Summarizing a number of comparative research data originating in the work of Van
Borsel (1988, 1991), Comblain
(1994), Rondal et al. (1981), Rondal
and Lambert (1983), in addition to the series of studies on pragmatical
and linguistic communication in intellectually impaired (including Down syndrome)
children, adolescents, and adults reviewed by
Rosenberg and Abbeduto (1993), it seems that no progress can be ascertained
in the receptive morphosyntactic aspects of the language of Down syndrome adults
when compared to Down syndrome adolescents.
On the expressive side of morpho-syntax, the data are also consistent with the null
hypothesis regarding developmental progress from adolescence to adulthood. No progress
is obvious either in the phonological aspects of language in the adult years. In
this respect, the empirical reports (e.g.,
Hamilton, 1993; Van Borsel,
1993) - in different languages - insist on the persistence of the same
speech problems across the years. The conceptual and pragmatical aspects of language
may offer a different developmental picture, however. No progress in receptive and
expressive referential lexicon is attested in Comblain's (1994) data with adolescents
and adults with Down syndrome (see Table 1 above), nor in
diversity of lexical use [if one compares the spontaneous speech of intellectually
impaired (including Down syndrome) adults and adolescents in the data of
Rondal and Lambert, 1983, and Rondal et al., 1981].
However, Berry, Groenweg,
Gibson, and Brown (1984) have reported a slight but significant increase
in receptive lexical ability as attested by the scores on the Peabody Picture Vocabulary
Test (PPVT) in a five-year longitudinal study of 31 young adults with standard trisomy
21. Over this period of time, mean PPVT score changed from 56.9, (SD 18.4) to 61.3,
(SD 18.4), a moderate but statistically significant increase that paralleled (and
perhaps was related to) a significant increase in nonverbal mental development as
assessed by the Raven's Progressive Coloured Matrices as well as progress on an
Index of Adaptive Functioning (devised at the University of Calgary, Canada). There
may be, therefore, some modest but continued vocabulary growth in adults with Down
syndrome. The pragmatic and communicative studies reviewed by
Rosenberg and Abbeduto (1993) suggest continued development from childhood
into adolescence and adulthood. But the lack of precise age-related comparisons
in this corpus of studies makes it impossible to establish exactly where in time
the specific developmental changes take place.

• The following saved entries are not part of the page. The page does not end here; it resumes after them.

//! Shared setup for identity-proxy integration tests.

#![allow(dead_code)]

use axum::{
    body::Body,
    http::{header, Request, Response},
    Router,
};
use base64::{engine::general_purpose::STANDARD, Engine as _};
use http_body_util::BodyExt;
use identity_proxy::{
    build_router,
    config::ProxyConfig,
    services::{seed, ClaimDocument, JwtService, Signed, Store},
    AppState,
};
use tower::ServiceExt;

pub use identity_proxy::proxy::ASSERTION_HEADER;

/// Fixed RSA key pair so tests skip key generation.
pub const TEST_PRIVATE_KEY: &str = include_str!("../fixtures/jwt_private.pem");
pub const TEST_PUBLIC_KEY: &str = include_str!("../fixtures/jwt_public.pem");

pub struct TestApp {
    pub router: Router,
    pub state: AppState,
}

impl TestApp {
    /// Seeded proxy in front of `upstream_url` with fast retries.
    pub fn new(upstream_url: &str) -> Self {
        let mut config = ProxyConfig::for_upstream(upstream_url);
        config.upstream.max_attempts = 2;
        config.upstream.retry_backoff_ms = 10;
        config.upstream.timeout_secs = 5;
        Self::with_config(config)
    }

    pub fn with_config(config: ProxyConfig) -> Self {
        let jwt = JwtService::from_pem(&config.jwt, TEST_PRIVATE_KEY, TEST_PUBLIC_KEY)
            .expect("Failed to load test keys");
        let store = Store::from(seed::fixtures());
        let state = AppState::new(config, store, jwt).expect("Failed to build state");

        Self {
            router: build_router(state.clone()),
            state,
        }
    }

    pub async fn send(&self, request: Request<Body>) -> Response<Body> {
        self.router
            .clone()
            .oneshot(request)
            .await
            .expect("Router failed")
    }

    pub async fn get(&self, uri: &str) -> Response<Body> {
        self.send(Request::get(uri).body(Body::empty()).unwrap()).await
    }

    pub async fn get_as(&self, uri: &str, username: &str, password: &str) -> Response<Body> {
        self.send(
            Request::get(uri)
                .header(header::AUTHORIZATION, basic(username, password))
                .body(Body::empty())
                .unwrap(),
        )
        .await
    }

    pub async fn post_json(&self, uri: &str, body: serde_json::Value) -> Response<Body> {
        self.send(
            Request::post(uri)
                .header(header::CONTENT_TYPE, "application/json")
                .body(Body::from(body.to_string()))
                .unwrap(),
        )
        .await
    }

    pub async fn delete(&self, uri: &str) -> Response<Body> {
        self.send(Request::delete(uri).body(Body::empty()).unwrap())
            .await
    }

    /// Verify an assertion with the proxy's public key.
    pub fn decode_assertion(&self, token: &str) -> Signed<ClaimDocument> {
        self.state
            .jwt
            .validate(token)
            .expect("Assertion failed verification")
    }
}

pub fn basic(username: &str, password: &str) -> String {
    format!(
        "Basic {}",
        STANDARD.encode(format!("{}:{}", username, password))
    )
}

pub async fn body_bytes(response: Response<Body>) -> Vec<u8> {
    response
        .into_body()
        .collect()
        .await
        .expect("Failed to read body")
        .to_bytes()
        .to_vec()
}

pub async fn body_json(response: Response<Body>) -> serde_json::Value {
    serde_json::from_slice(&body_bytes(response).await).expect("Body is not JSON")
}

/// `name=value` pairs from every `Set-Cookie` header.
pub fn set_cookies(response: &Response<Body>) -> Vec<(String, String)> {
    response
        .headers()
        .get_all(header::SET_COOKIE)
        .iter()
        .filter_map(|v| v.to_str().ok())
        .filter_map(|raw| raw.split(';').next())
        .filter_map(|pair| pair.split_once('='))
        .map(|(name, value)| (name.trim().to_string(), value.trim().to_string()))
        .collect()
}

pub fn cookie_value(response: &Response<Body>, name: &str) -> Option<String> {
    set_cookies(response)
        .into_iter()
        .find(|(n, _)| n == name)
        .map(|(_, v)| v)
}
use service_core::error::AppError;
use thiserror::Error;

#[derive(Error, Debug)]
pub enum ServiceError {
    #[error("{0} not found")]
    NotFound(String),

    #[error("{0}")]
    Conflict(String),

    #[error("{0}")]
    InvalidInput(String),

    #[error("Invalid credentials")]
    InvalidCredentials,

    #[error("Token signing failed: {0}")]
    Signing(#[from] jsonwebtoken::errors::Error),

    #[error("Internal server error: {0}")]
    Internal(#[from] anyhow::Error),
}

impl From<ServiceError> for AppError {
    fn from(err: ServiceError) -> Self {
        match err {
            ServiceError::NotFound(what) => AppError::NotFound(anyhow::anyhow!("{} not found", what)),
            ServiceError::Conflict(msg) => AppError::Conflict(anyhow::anyhow!(msg)),
            ServiceError::InvalidInput(msg) => AppError::BadRequest(anyhow::anyhow!(msg)),
            ServiceError::InvalidCredentials => {
                AppError::Unauthorized(anyhow::anyhow!("Invalid credentials"))
            }
            ServiceError::Signing(e) => AppError::InternalError(anyhow::Error::new(e)),
            ServiceError::Internal(e) => AppError::InternalError(e),
        }
    }
}
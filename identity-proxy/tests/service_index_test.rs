//! Service index notifications against a mock upstream.

mod common;

use axum::{
    body::Body,
    http::{header, Request, StatusCode},
};
use common::{basic, TestApp, ASSERTION_HEADER};
use identity_proxy::config::ProxyConfig;
use serde_json::json;
use std::time::Duration;
use wiremock::{
    matchers::{body_partial_json, header_exists, method, path},
    Mock, MockServer, ResponseTemplate,
};

const INDEX_PATH: &str = "/api/galaxy/service-index/resources/";

fn indexed_app(upstream: &MockServer) -> TestApp {
    let mut config = ProxyConfig::for_upstream(&upstream.uri());
    config.service_index.enabled = true;
    config.upstream.retry_backoff_ms = 10;
    TestApp::with_config(config)
}

#[tokio::test]
async fn test_send_created_posts_resource() {
    // Arrange
    let upstream = MockServer::start().await;
    Mock::given(method("POST"))
        .and(path(INDEX_PATH))
        .and(header_exists(ASSERTION_HEADER))
        .and(body_partial_json(json!({
            "ansible_id": "bc243368-a9d4-4f8f-9ffe-5d2d921fcee1",
            "resource_type": "shared.organization",
            "resource_data": {"name": "Organization 1"}
        })))
        .respond_with(ResponseTemplate::new(201))
        .expect(1)
        .mount(&upstream)
        .await;
    let app = indexed_app(&upstream);
    let org = app.state.store.get_organization(2).await.unwrap();
    let resource = app.state.service_index.organization_resource(&org);

    // Act
    let result = app.state.service_index.send_created("admin", &resource).await;

    // Assert
    assert!(result.is_ok());
    let received = upstream.received_requests().await.unwrap();
    let token = received[0].headers[ASSERTION_HEADER].to_str().unwrap();
    assert_eq!(app.decode_assertion(token).claims.user_data.username, "admin");
}

#[tokio::test]
async fn test_send_created_reports_upstream_failure() {
    let upstream = MockServer::start().await;
    Mock::given(method("POST"))
        .and(path(INDEX_PATH))
        .respond_with(ResponseTemplate::new(500))
        .mount(&upstream)
        .await;
    let app = indexed_app(&upstream);
    let user = app.state.store.get_user(4).await.unwrap();
    let resource = app.state.service_index.user_resource(&user);

    let result = app.state.service_index.send_created("admin", &resource).await;

    assert!(result.is_err());
}

#[tokio::test]
async fn test_send_deleted_tolerates_missing_resource() {
    let upstream = MockServer::start().await;
    Mock::given(method("DELETE"))
        .and(path(format!("{}abc/", INDEX_PATH)))
        .respond_with(ResponseTemplate::new(404))
        .expect(1)
        .mount(&upstream)
        .await;
    let app = indexed_app(&upstream);

    let result = app.state.service_index.send_deleted("admin", "abc").await;

    assert!(result.is_ok());
}

#[tokio::test]
async fn test_team_resource_names_owning_organization() {
    let upstream = MockServer::start().await;
    let app = indexed_app(&upstream);
    let team = app.state.store.get_team(3).await.unwrap();
    let org = app.state.store.get_organization(team.organization).await;

    let resource = app.state.service_index.team_resource(&team, org.as_ref());

    assert_eq!(resource.resource_type, "shared.team");
    assert_eq!(
        resource.resource_data.organization.as_deref(),
        Some("bc243368-a9d4-4f8f-9ffe-5d2d921fcee3")
    );
}

#[tokio::test]
async fn test_admin_create_notifies_index() {
    // Arrange
    let upstream = MockServer::start().await;
    Mock::given(method("POST"))
        .and(path(INDEX_PATH))
        .and(body_partial_json(json!({
            "resource_type": "shared.user",
            "resource_data": {"username": "indexed"}
        })))
        .respond_with(ResponseTemplate::new(201))
        .mount(&upstream)
        .await;
    let app = indexed_app(&upstream);

    // Act
    let response = app
        .send(
            Request::post("/api/gateway/v1/users/")
                .header(header::AUTHORIZATION, basic("admin", "admin"))
                .header(header::CONTENT_TYPE, "application/json")
                .body(Body::from(json!({"username": "indexed"}).to_string()))
                .unwrap(),
        )
        .await;
    assert_eq!(response.status(), StatusCode::CREATED);

    // Assert: the notification runs on a background task.
    let mut delivered = false;
    for _ in 0..50 {
        if !upstream.received_requests().await.unwrap().is_empty() {
            delivered = true;
            break;
        }
        tokio::time::sleep(Duration::from_millis(20)).await;
    }
    assert!(delivered);
}

#[tokio::test]
async fn test_anonymous_create_skips_index() {
    let upstream = MockServer::start().await;
    let app = indexed_app(&upstream);

    let response = app
        .post_json("/api/gateway/v1/organizations/", json!({"name": "quiet"}))
        .await;
    assert_eq!(response.status(), StatusCode::CREATED);

    tokio::time::sleep(Duration::from_millis(100)).await;
    assert!(upstream.received_requests().await.unwrap().is_empty());
}
use axum::http::HeaderValue;
use axum::{extract::Request, middleware::Next, response::Response};
use uuid::Uuid;

pub use crate::observability::REQUEST_ID_HEADER;

/// Ensures every inbound request carries an `x-request-id` and echoes it back.
pub async fn request_id_middleware(mut req: Request, next: Next) -> Response {
    let request_id = req
        .headers()
        .get(REQUEST_ID_HEADER)
        .and_then(|h| h.to_str().ok())
        .map(|s| s.to_string())
        .unwrap_or_else(|| Uuid::new_v4().to_string());

    if let Ok(header_value) = HeaderValue::from_str(&request_id) {
        req.headers_mut().insert(REQUEST_ID_HEADER, header_value);
    }

    let mut response = next.run(req).await;

    if let Ok(header_value) = HeaderValue::from_str(&request_id) {
        response
            .headers_mut()
            .insert(REQUEST_ID_HEADER, header_value);
    }

    response
}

Basically the same conclusion can be reached regarding a possible language evolution
from late childhood (say 12-14 years) and adolescence in Down syndrome (and other
intellectually impaired) individuals, using the series of comparative data available
(Bleile and Schwartz,
1984; Bray
and Woolnough, 1988; Comblain,
1994; Dodd, 1976;
Fowler, 1988; Fowler, Gelman, and Gleitman,
1994; Lenneberg, 1967;
Rondal, 1978; Rondal
et al., 1981;
Rosenberg and Abbeduto, 1993;
Ryan, 1975;
Smith and Stoel-Gammon, 1983;
Stoel-Gammon, 1980; Van
Borsel, 1988).
In other words, there is no clear empirical indication at this time that substantial
development takes place beyond 12-14 years in the computational language aspects
of Down syndrome (and other intellectually impaired) individuals whereas there may
be some continued progress with age in lexical referential and pragmatical/communicative
abilities, expressively as well as receptively.
Most interestingly, it is ascertained in the studies of language-wise exceptional
Down syndrome and intellectually impaired subjects (references given above) that
these subjects developed their excellent morphosyntactic and phonological abilities
between approximately 4 and 10 years CA. This attests two things: first, the existence
of a delay in phonological and grammatical development in these subjects approximately
of the same magnitude as those usually observed in typical intellectually impaired
(and Down syndrome) subjects. This delay represents the additional amount of time
needed for moderately and severely intellectually impaired individuals to develop
the cognitive- semantic basis from which lexical and grammatical development may
then proceed. Second, once they have started developing, linguistically exceptional
intellectually impaired subjects proceed relatively quickly in their grammatical
development (over a 4 or 5 year-period as it would seem) but, and this is the crucial
point, within childhood. All in all, the above data are fairly compatible with the
hypothesis of the existence of a critical period for computational language development
in intellectually impaired as well as in non-intellectually impaired children, as
suggested by Lenneberg (1967). As is known,
this hypothesis has found a convincing empirical basis in the work of Curtiss and
associates with Genie, a modern-day "wild child" kept away from social
contact for most of the 13 years of her life (Curtiss,
1977), and in the repeated demonstration (e.g.,
Mayberry, Fisher, and Hatfield, 1983,
Ploog, 1984; Newport, 1984,
1990, 1992)
that "late" learners of the American Sign Language (ASL, the esoteric
sign system used by deaf people in the United States of America) - i.e., deaf individuals
first exposed to ASL after age 12 - never learn to sign and never develop grammatical
knowledge in ASL as native ASL signers or subjects first exposed to ASL in their
earlier years, even after 30 years of practice.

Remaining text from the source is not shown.